(Items listed in a dataset)
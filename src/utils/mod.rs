mod card_state;
mod catalog;
mod category;
mod error;
mod formatting;
mod settings;
mod theme;
mod types;

pub use card_state::CardState;
pub use catalog::Catalog;
pub use category::Category;
pub use error::{CatalogError, SettingsError};
pub use formatting::{format_rating, format_rupiah};
pub use settings::Settings;
pub use theme::Theme;
pub use types::Product;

BRIEF:
Please provide an exact transcription of each line from the one holding "mod card_state;" through the final line of the data above.

EXPECTED ANSWER:
mod card_state;
mod catalog;
mod category;
mod error;
mod formatting;
mod settings;
mod theme;
mod types;

pub use card_state::CardState;
pub use catalog::Catalog;
pub use category::Category;
pub use error::{CatalogError, SettingsError};
pub use formatting::{format_rating, format_rupiah};
pub use settings::Settings;
pub use theme::Theme;
pub use types::Product;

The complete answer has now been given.